O governo federal autorizou na ultima segunda-feira (28) o início de uma operação militar na Amazônia com o objetivo de combater crimes ambientais.
O decreto de Garantia da Lei e da Ordem (GLO), assinado pelo presidente Jair Bolsonaro, prevê o envio de tropas para Amazonas, Mato Grosso, Pará e Rondônia. A ação vai durar até 31 de agosto.
Em abril, o governo encerrou a Operação Verde Brasil 2, e as tropas voltaram a prestar "apoio logístico". Os alertas de desmatamento têm batido recordes seguidos na região amazônica.
Pelo decreto desta segunda-feira, as tropas das Forças Armadas irão para as seguintes cidades:

* Amazonas: Apuí, Boca do Acre, Canutama, Humaitá, Lábrea, Manicoré, e Novo Aripuanã;
* Mato Grosso: Apiacás, Aripuanã, Colniza, Cotriguaçú, Marcelândia, Nova Bandeirantes, Peixoto de Azevedo; e Paranaíta;
* Pará: Altamira, Itaituba, Jacareacanga, Novo Progresso, São Félix do Xingu, Trairão;
* Rondônia: Candeias do Jamari, Cujubim, Itapuã do Oeste, Machadinho D´Oeste; e Porto Velho.

Pelo decreto, o emprego dos militares tem como objetivo fazer ações preventivas e repressivas contra delitos ambientais, em especial o desmatamento ilegal.
De acordo com o texto, as Forças Armadas atuarão em coordenação com o Conselho da Amazônia e em articulação com os órgãos de proteção ambiental e de segurança pública.
Os alertas de desmatamento na Amazônia, medidos pelo Instituto Nacional de Pesquisas Espaciais (Inpe), têm registrado recordes seguidos nos últimos meses.
Em março, os alertas chegaram a 367 km², recorde para o mês. Em abril, foram 581km² sob alerta, maior número desde 2016. Um mês depois, em maio, os alertas chegaram a 1.180km², maior também desde 2016.

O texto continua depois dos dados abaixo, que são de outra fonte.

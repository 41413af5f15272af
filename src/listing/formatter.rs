use crate::ast::{BinaryOp, Block, Expression, Program, Statement, Value};
use itertools::Itertools;
use std::fmt::Write;
use std::slice;

const INDENT: &str = "    ";

/// Renders generated programs as human-readable procedure text.
///
/// Blocks and expressions are walked with explicit stacks, so a listing can be
/// produced for any program the generator accepts.
pub struct ListingFormatter;

enum Work<'p> {
    Statements(slice::Iter<'p, Statement>, usize),
    Line(String),
}

enum Piece<'e> {
    Expr(&'e Expression),
    Close(BinaryOp),
    Text(&'static str),
}

impl ListingFormatter {
    /// Formats a whole program as an asynchronous procedure taking the capability object `api`.
    pub fn format_program(program: &Program) -> String {
        let mut out = String::from("async (api) => {\n");
        let sections = program
            .entries
            .iter()
            .map(|entry| {
                let mut section = format!("{}// {}\n", INDENT, entry.title);
                Self::format_block(&entry.body, 1, &mut section);
                section
            })
            .join("\n");
        out.push_str(&sections);
        out.push_str("}\n");
        out
    }

    fn format_block(block: &Block, level: usize, out: &mut String) {
        let mut work = vec![Work::Statements(block.statements.iter(), level)];

        while let Some(item) = work.last_mut() {
            let (statements, level) = match item {
                Work::Line(line) => {
                    out.push_str(line);
                    work.pop();
                    continue;
                }
                Work::Statements(statements, level) => (statements, *level),
            };
            let Some(statement) = statements.next() else {
                work.pop();
                continue;
            };

            let indent = INDENT.repeat(level);
            match statement {
                Statement::Print { value, .. } => {
                    out.push_str(&format!(
                        "{}await api.print({});\n",
                        indent,
                        Self::format_expression(value)
                    ));
                }
                Statement::Delay { millis, .. } => {
                    out.push_str(&format!(
                        "{}await api.delay({});\n",
                        indent,
                        Self::format_expression(millis)
                    ));
                }
                Statement::If {
                    condition,
                    then_branch,
                    else_branch,
                    ..
                } => {
                    out.push_str(&format!(
                        "{}if ({}) {{\n",
                        indent,
                        Self::format_expression(condition)
                    ));
                    // Pushed in reverse: the last item is written first.
                    work.push(Work::Line(format!("{}}}\n", indent)));
                    work.push(Work::Statements(else_branch.statements.iter(), level + 1));
                    work.push(Work::Line(format!("{}}} else {{\n", indent)));
                    work.push(Work::Statements(then_branch.statements.iter(), level + 1));
                }
            }
        }
    }

    /// Formats an expression with every binary operation parenthesised.
    pub fn format_expression(expr: &Expression) -> String {
        let mut out = String::new();
        let mut pieces = vec![Piece::Expr(expr)];

        while let Some(piece) = pieces.pop() {
            match piece {
                Piece::Expr(Expression::Literal(value)) => out.push_str(&Self::format_value(value)),
                Piece::Expr(Expression::Undefined) => out.push_str("undefined"),
                Piece::Expr(Expression::Binary { op, lhs, rhs }) => {
                    out.push('(');
                    pieces.push(Piece::Text(")"));
                    pieces.push(Piece::Expr(rhs));
                    pieces.push(Piece::Close(*op));
                    pieces.push(Piece::Expr(lhs));
                }
                Piece::Close(op) => {
                    let _ = write!(out, " {} ", op);
                }
                Piece::Text(text) => out.push_str(text),
            }
        }
        out
    }

    /// Format a literal value. Strings are quoted and escaped.
    fn format_value(value: &Value) -> String {
        match value {
            Value::Str(s) => quote(s),
            other => other.to_string(),
        }
    }
}

/// Double-quotes `s` with the escapes of the listing language: named escapes for
/// the common control characters, `\uXXXX` for the rest and for the line and
/// paragraph separators.
fn quote(s: &str) -> String {
    let mut out = String::with_capacity(s.len() + 2);
    out.push('"');
    for c in s.chars() {
        match c {
            '"' => out.push_str("\\\""),
            '\\' => out.push_str("\\\\"),
            '\n' => out.push_str("\\n"),
            '\r' => out.push_str("\\r"),
            '\t' => out.push_str("\\t"),
            '\u{8}' => out.push_str("\\b"),
            '\u{c}' => out.push_str("\\f"),
            c if c.is_control() || c == '\u{2028}' || c == '\u{2029}' => {
                let _ = write!(out, "\\u{:04x}", c as u32);
            }
            c => out.push(c),
        }
    }
    out.push('"');
    out
}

Desde que Bolsonaro assumiu o governo, o Brasil tem sido cobrado internacionalmente a adotar medidas de proteção do meio ambiente.
A cobrança já partiu de países como Estados Unidos, Alemanha e Noruega.
Na semana passada, Ricardo Salles pediu demissão do cargo de ministro do Meio Ambiente. Ele foi sucedido por Joaquim Leite, então secretário da Amazônia e Serviços Ambientais do ministério.
A gestão de Salles foi marcada por uma série de polêmicas. Uma dessas polêmicas envolve a reunião ministerial na qual ele sugeriu a Bolsonaro que o governo aproveitasse que a atenção da imprensa estava voltada para a pandemia para "ir passando a boiada" na área ambiental, alterando regras.
Além disso, Ricardo Salles é alvo de inquérito, autorizado pelo Supremo Tribunal Federal (STF) a pedido da Procuradoria Geral da República (PGR), por supostamente ter atrapalhado investigações sobre a maior apreensão de madeira da história. A suspeita foi apresentada pela Polícia Federal.
Ao Supremo, a PF disse ter "fortes indícios" de que Ricardo Salles participa de um esquema de contrabando ilegal. O ex-ministro nega ter cometido irregularidades.